La resolución de la CNDH documentó vulneraciones a derechos relacionados con la protección de la salud, la vida y el interés superior de la niñez, además de establecer una serie de medidas para esclarecer lo ocurrido durante la atención médica de Odilia.
Sin embargo, José Luis Leiva señaló que la recomendación no profundiza suficientemente en las condiciones estructurales de los servicios médicos que reciben habitantes de comunidades indígenas de la región de Tehuacán y la Sierra Negra.
Entre las principales deficiencias mencionó falta de medicamentos e insumos, problemas de infraestructura, equipo médico fuera de funcionamiento, insuficiencia de ambulancias y falta de combustible para realizar traslados de pacientes.
De acuerdo con el dirigente, algunas de estas condiciones estuvieron presentes durante la atención que recibió Odilia, por lo que consideró que debieron formar parte de un análisis más amplio sobre las circunstancias que rodearon el caso.
También señaló la existencia de problemas específicos en la atención de mujeres indígenas que hablan náhuatl, entre ellos presuntos malos tratos y barreras de comunicación con el personal de salud.

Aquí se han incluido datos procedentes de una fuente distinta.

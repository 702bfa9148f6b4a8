//! Declaration orchestrator.
//!
//! Drives a single Declaration Draft through "enter digits → preview →
//! confirm → commit", composing the preview cache, the secret gate, and the
//! market lifecycle controller. One orchestrator instance per declare panel;
//! drafts for different markets are fully independent.
//!
//! Network calls are the only suspension points and are always awaited before
//! the next transition is applied; the draft is parked in `Previewing` /
//! `Committing` while a call is in flight and the triggering action is
//! rejected for that duration, so no two mutating operations can overlap for
//! the same draft. A late-arriving response for a discarded draft is dropped
//! by draft identity, not just market id, so reopening the same market cannot
//! pick up a stale preview.

use std::sync::Arc;

use secrecy::SecretString;
use tracing::{debug, info, warn};
use uuid::Uuid;

use crate::gate::{GateDecision, SecretGate};
use crate::settlement::SettlementService;
use crate::types::{is_three_digit, DeclareError, DeclarePhase, Market, Preview};

use super::lifecycle::MarketLifecycle;
use super::preview::{PreviewCache, PreviewKey};

// ---------------------------------------------------------------------------
// Draft
// ---------------------------------------------------------------------------

/// Where a draft is in the declare flow.
#[derive(Debug, Clone, Copy, PartialEq, Eq)]
pub enum DraftState {
    /// No draft open.
    Idle,
    /// Digits being typed (length 0–3).
    Editing,
    /// Preview request in flight.
    Previewing,
    /// Preview attached; ready to confirm.
    Previewed,
    /// Secret-gate challenge active.
    Confirming,
    /// Commit request in flight.
    Committing,
    /// Committed; outcome available for the confirmation screen.
    Done,
}

/// Ephemeral, client-owned state for one declare panel. Never persisted,
/// never shared across markets.
#[derive(Debug)]
struct DeclarationDraft {
    /// Identity used to discard late responses after the draft is replaced.
    id: Uuid,
    market: Market,
    phase: DeclarePhase,
    digits: String,
    preview: Option<Preview>,
    state: DraftState,
    error: Option<String>,
}

/// Carried into `Done` for the terminal confirmation display.
#[derive(Debug, Clone, PartialEq, Eq)]
pub struct DeclarationOutcome {
    pub market_name: String,
    pub phase: DeclarePhase,
    pub digits: String,
}

/// Strip non-digit characters and truncate to three digits.
pub fn sanitize_digits(input: &str) -> String {
    input
        .chars()
        .filter(|c| c.is_ascii_digit())
        .take(3)
        .collect()
}

// ---------------------------------------------------------------------------
// Orchestrator
// ---------------------------------------------------------------------------

pub struct DeclarationOrchestrator {
    settlement: Arc<dyn SettlementService>,
    lifecycle: MarketLifecycle,
    gate: SecretGate,
    cache: PreviewCache,
    draft: Option<DeclarationDraft>,
}

impl DeclarationOrchestrator {
    /// `secret_configured` is fetched once per screen mount and read-only
    /// for this orchestrator's lifetime.
    pub fn new(settlement: Arc<dyn SettlementService>, secret_configured: bool) -> Self {
        let lifecycle = MarketLifecycle::new(Arc::clone(&settlement));
        Self {
            settlement,
            lifecycle,
            gate: SecretGate::new(secret_configured),
            cache: PreviewCache::new(),
            draft: None,
        }
    }

    // -- Accessors --------------------------------------------------------

    pub fn state(&self) -> DraftState {
        self.draft.as_ref().map_or(DraftState::Idle, |d| d.state)
    }

    pub fn digits(&self) -> &str {
        self.draft.as_ref().map_or("", |d| d.digits.as_str())
    }

    pub fn preview(&self) -> Option<&Preview> {
        self.draft.as_ref().and_then(|d| d.preview.as_ref())
    }

    /// The last surfaced error message, if the flow bounced back.
    pub fn last_error(&self) -> Option<&str> {
        self.draft.as_ref().and_then(|d| d.error.as_deref())
    }

    pub fn gate(&self) -> &SecretGate {
        &self.gate
    }

    pub fn market(&self) -> Option<&Market> {
        self.draft.as_ref().map(|d| &d.market)
    }

    // -- Draft lifecycle --------------------------------------------------

    /// Open a declare panel for a market. Discards any previous draft.
    pub fn open_draft(&mut self, market: Market, phase: DeclarePhase) {
        if self.draft.is_some() {
            debug!(market_id = %market.id, "Discarding previous draft");
        }
        self.gate.close();
        self.cache.invalidate();
        self.draft = Some(DeclarationDraft {
            id: Uuid::new_v4(),
            market,
            phase,
            digits: String::new(),
            preview: None,
            state: DraftState::Editing,
            error: None,
        });
    }

    #[cfg(test)]
    fn draft_id(&self) -> Option<Uuid> {
        self.draft.as_ref().map(|d| d.id)
    }

    #[cfg(test)]
    fn force_state(&mut self, state: DraftState) {
        if let Some(draft) = self.draft.as_mut() {
            draft.state = state;
        }
    }

    /// Close the panel, discarding the draft. No cancellation signal is sent
    /// to in-flight requests; their responses are dropped by draft identity.
    pub fn close_draft(&mut self) {
        self.gate.close();
        self.cache.invalidate();
        self.draft = None;
    }

    /// Edit the candidate digits. Non-digits are stripped, length capped at
    /// three. Any change while `Previewed` invalidates the attached preview
    /// and returns the draft to `Editing`.
    pub fn set_digits(&mut self, value: &str) -> &str {
        let Some(draft) = self.draft.as_mut() else {
            return "";
        };
        match draft.state {
            DraftState::Editing | DraftState::Previewed => {
                let sanitized = sanitize_digits(value);
                if sanitized != draft.digits {
                    draft.digits = sanitized;
                    draft.preview = None;
                    draft.error = None;
                    draft.state = DraftState::Editing;
                    self.cache.invalidate();
                }
            }
            // Typing is locked while a request is in flight or the secret
            // dialog is open.
            _ => {}
        }
        self.digits()
    }

    // -- Check (preview) --------------------------------------------------

    /// Fetch (or re-use) the financial-impact preview for the current digits.
    ///
    /// Read-only and safe to repeat: the last response wins and there are no
    /// duplicate side effects. A remote "no data" reply or a failed fetch
    /// attaches the all-zero sentinel — zero amounts are always safe to show;
    /// only a session expiry aborts the draft back to `Editing`.
    pub async fn check(&mut self) -> Result<(), DeclareError> {
        let (draft_id, key) = {
            let draft = self
                .draft
                .as_mut()
                .ok_or(DeclareError::NotReady("no draft open"))?;
            match draft.state {
                DraftState::Editing | DraftState::Previewed => {}
                DraftState::Previewing => return Err(DeclareError::NotReady("check in flight")),
                _ => return Err(DeclareError::NotReady("draft is not editable")),
            }
            if !is_three_digit(&draft.digits) {
                return Err(DeclareError::MalformedNumber(draft.digits.clone()));
            }
            let key = PreviewKey::new(&draft.market.id, draft.phase, &draft.digits);
            if let Some(preview) = self.cache.get(&key) {
                draft.preview = Some(preview.clone());
                draft.state = DraftState::Previewed;
                return Ok(());
            }
            draft.state = DraftState::Previewing;
            (draft.id, key)
        };

        let fetched = self
            .settlement
            .preview_declare(&key.market_id, key.phase, &key.digits)
            .await;
        self.apply_preview(draft_id, key, fetched)
    }

    /// Settle a preview response into the draft. Split from `check` so the
    /// stale-identity branch is reachable without racing real futures.
    fn apply_preview(
        &mut self,
        draft_id: Uuid,
        key: PreviewKey,
        fetched: Result<Option<Preview>, DeclareError>,
    ) -> Result<(), DeclareError> {
        // The draft may have been replaced while the request was in flight.
        let still_current = self
            .draft
            .as_ref()
            .map_or(false, |d| d.id == draft_id && d.digits == key.digits);
        if !still_current {
            debug!(market_id = %key.market_id, "Dropping preview response for a stale draft");
            return Ok(());
        }
        let Some(draft) = self.draft.as_mut() else {
            return Ok(());
        };

        match fetched {
            Ok(Some(preview)) => {
                self.cache.put(key, preview.clone());
                draft.preview = Some(preview);
                draft.state = DraftState::Previewed;
            }
            Ok(None) => {
                // No matching bet data server-side: show zeros, not "unknown".
                let preview = Preview::zero();
                self.cache.put(key, preview.clone());
                draft.preview = Some(preview);
                draft.state = DraftState::Previewed;
            }
            Err(DeclareError::SessionExpired) => {
                draft.state = DraftState::Editing;
                return Err(DeclareError::SessionExpired);
            }
            Err(e) => {
                // Deliberate simplification: a failed preview is shown as
                // zero impact rather than an error state. Not cached, so a
                // re-check refetches.
                warn!(market_id = %key.market_id, error = %e, "Preview fetch failed, showing zero impact");
                draft.preview = Some(Preview::zero());
                draft.state = DraftState::Previewed;
            }
        }
        Ok(())
    }

    // -- Confirm / commit -------------------------------------------------

    /// Begin the commit. Legal only from `Previewed`.
    ///
    /// With no secret configured this commits immediately and returns the
    /// outcome. Otherwise the secret-gate challenge opens, `Ok(None)` is
    /// returned, and the caller must collect a password via
    /// `set_secret_input` + `submit_secret`.
    pub async fn confirm(&mut self) -> Result<Option<DeclarationOutcome>, DeclareError> {
        let draft = self
            .draft
            .as_mut()
            .ok_or(DeclareError::NotReady("no draft open"))?;
        match draft.state {
            DraftState::Previewed => {}
            DraftState::Committing => return Err(DeclareError::CommitInFlight),
            _ => return Err(DeclareError::NotReady("nothing previewed to confirm")),
        }
        draft.error = None;

        match self.gate.begin() {
            GateDecision::Proceed(secret) => self.commit(&secret).await.map(Some),
            GateDecision::ChallengeOpen => {
                draft.state = DraftState::Confirming;
                Ok(None)
            }
        }
    }

    /// Type into the open secret challenge.
    pub fn set_secret_input(&mut self, value: &str) {
        self.gate.set_input(value);
    }

    /// Submit the secret challenge and commit.
    ///
    /// An empty password is rejected locally (`EmptySecret`, dialog stays
    /// open, zero network requests). An `InvalidSecret` rejection from the
    /// server keeps the dialog open with the typed password preserved for
    /// correction.
    pub async fn submit_secret(&mut self) -> Result<DeclarationOutcome, DeclareError> {
        match self.state() {
            DraftState::Confirming => {}
            DraftState::Committing => return Err(DeclareError::CommitInFlight),
            _ => return Err(DeclareError::NotReady("no secret challenge active")),
        }
        let secret = self.gate.submit()?;
        self.commit(&secret).await
    }

    /// Run the commit through the lifecycle controller and settle the draft
    /// into its post-commit state.
    async fn commit(&mut self, secret: &SecretString) -> Result<DeclarationOutcome, DeclareError> {
        let Self {
            lifecycle,
            draft,
            gate,
            ..
        } = self;
        let draft = draft.as_mut().ok_or(DeclareError::NotReady("no draft open"))?;

        let digits = draft.digits.clone();
        draft.state = DraftState::Committing;

        let result = lifecycle
            .declare(&mut draft.market, draft.phase, &digits, secret)
            .await;

        match result {
            Ok(state) => {
                draft.state = DraftState::Done;
                gate.close();
                let outcome = DeclarationOutcome {
                    market_name: draft.market.name.clone(),
                    phase: draft.phase,
                    digits,
                };
                info!(
                    market_id = %draft.market.id,
                    market_state = %state,
                    phase = %outcome.phase,
                    digits = %outcome.digits,
                    "Declaration committed"
                );
                Ok(outcome)
            }
            Err(DeclareError::InvalidSecret) if gate.challenge_open() => {
                // Dialog stays open, password preserved, error surfaced on
                // the password field only.
                draft.state = DraftState::Confirming;
                gate.reject_invalid();
                Err(DeclareError::InvalidSecret)
            }
            Err(e) => {
                // Roll back to the last stable state; the preview is
                // preserved so the operator need not re-check. An
                // InvalidSecret with no dialog open lands here too: the
                // configured flag went stale server-side mid-session, and
                // there is no open challenge to park the error on.
                draft.state = DraftState::Previewed;
                draft.error = Some(e.to_string());
                gate.close();
                Err(e)
            }
        }
    }
}

// ---------------------------------------------------------------------------
// Tests
// ---------------------------------------------------------------------------
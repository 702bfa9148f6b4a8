//! Secret-Gate — the secondary-credential challenge in front of dangerous
//! commits (declare, clear, suspend, rate change).
//!
//! Owns no business state: just whether a secret is configured for the
//! session and the transient draft of the password being entered. The
//! configured flag is fetched once per screen and read-only thereafter.

use secrecy::SecretString;
use tracing::debug;

use crate::types::DeclareError;

/// What the gate decided when a guarded action was requested.
#[derive(Debug)]
pub enum GateDecision {
    /// No secret configured: proceed immediately with an empty credential.
    Proceed(SecretString),
    /// A secret is configured: a challenge is now open and must be answered
    /// through `set_input` + `submit` before the action may run.
    ChallengeOpen,
}

/// Transient state of an open challenge dialog.
#[derive(Debug, Default, Clone)]
pub struct Challenge {
    input: String,
    error: Option<String>,
}

/// Interposes an optional secondary-credential challenge in front of any
/// dangerous commit. At most one challenge is open at a time; beginning a new
/// one discards the previous draft (last-writer-wins — no commit has happened
/// yet, so there is no server-side contention).
#[derive(Debug)]
pub struct SecretGate {
    secret_configured: bool,
    challenge: Option<Challenge>,
}

impl SecretGate {
    pub fn new(secret_configured: bool) -> Self {
        Self {
            secret_configured,
            challenge: None,
        }
    }

    pub fn secret_configured(&self) -> bool {
        self.secret_configured
    }

    /// Whether a challenge dialog is currently open.
    pub fn challenge_open(&self) -> bool {
        self.challenge.is_some()
    }

    /// The error message to display on the open challenge, if any.
    pub fn challenge_error(&self) -> Option<&str> {
        self.challenge.as_ref().and_then(|c| c.error.as_deref())
    }

    /// The password draft currently typed into the open challenge.
    pub fn challenge_input(&self) -> Option<&str> {
        self.challenge.as_ref().map(|c| c.input.as_str())
    }

    /// Request the gate's decision for a guarded action.
    pub fn begin(&mut self) -> GateDecision {
        if !self.secret_configured {
            return GateDecision::Proceed(SecretString::new(String::new()));
        }
        if self.challenge.is_some() {
            debug!("Discarding in-flight challenge draft (last-writer-wins)");
        }
        self.challenge = Some(Challenge::default());
        GateDecision::ChallengeOpen
    }

    /// Edit the password draft. Clears any displayed error, not the input.
    pub fn set_input(&mut self, value: &str) {
        if let Some(challenge) = self.challenge.as_mut() {
            challenge.input = value.to_string();
            challenge.error = None;
        }
    }

    /// Confirm the challenge, yielding the collected credential.
    ///
    /// Empty input is a local validation failure (`EmptySecret`) that never
    /// reaches the network; the challenge stays open for correction.
    pub fn submit(&mut self) -> Result<SecretString, DeclareError> {
        let challenge = self
            .challenge
            .as_mut()
            .ok_or(DeclareError::NotReady("no challenge open"))?;
        if challenge.input.is_empty() {
            challenge.error = Some(DeclareError::EmptySecret.to_string());
            return Err(DeclareError::EmptySecret);
        }
        Ok(SecretString::new(challenge.input.clone()))
    }

    /// The wrapped action reported `INVALID_SECRET`: keep the dialog open,
    /// show the error, preserve the typed password for correction.
    pub fn reject_invalid(&mut self) {
        if let Some(challenge) = self.challenge.as_mut() {
            challenge.error = Some(DeclareError::InvalidSecret.to_string());
        }
    }

    /// The action completed (or the operator backed out): discard the draft.
    pub fn close(&mut self) {
        self.challenge = None;
    }
}

// ---------------------------------------------------------------------------
// Tests
// ---------------------------------------------------------------------------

Esta situación, explicó, puede dificultar que las pacientes describan sus padecimientos, conozcan con claridad su diagnóstico o comprendan las indicaciones médicas.
Revisarán centros de salud de comunidades indígenas
Ante las deficiencias denunciadas, organizaciones participaron en una mesa de trabajo con representantes de la Secretaría de Salud y del IMSS-Bienestar, tanto del ámbito estatal como federal, en la que se acordó realizar recorridos conjuntos para verificar directamente las condiciones en las que operan diferentes unidades médicas.
Las inspecciones contemplan la participación de autoridades federales y estatales, así como representantes de organizaciones y comunidades con el objetivo de contrastar las condiciones reales de los centros de salud con los reportes administrativos y detectar sus principales necesidades.
Entre las primeras localidades contempladas para estas revisiones se encuentran Coxcatlán, Zoquitlán, Alcomunga, Tepeyahualco, San Francisco Xitlama, Coyomeapan y San Gabriel Chilac, además de unidades localizadas en la zona de San Sebastián Tlacotepec de Díaz.
Aunque todavía no existe una fecha definitiva, las organizaciones estiman que los primeros recorridos podrían comenzar a partir del 8 de septiembre. Posteriormente buscarán realizar nuevas visitas para comprobar si las deficiencias encontradas fueron atendidas por las autoridades.
José Luis Leiva cuestionó además que algunos informes administrativos sobre las unidades médicas no coincidan, desde su perspectiva, con las condiciones que enfrentan diariamente los pacientes. Como ejemplo mencionó el Centro de Salud de San Gabriel Chilac, donde aseguró que persisten carencias de materiales básicos e insumos médicos.
Las organizaciones buscan que las revisiones no se limiten únicamente a identificar las deficiencias, sino que exista un seguimiento para comprobar que las autoridades corrijan las carencias detectadas y mejoren la atención médica en las comunidades indígenas de la región.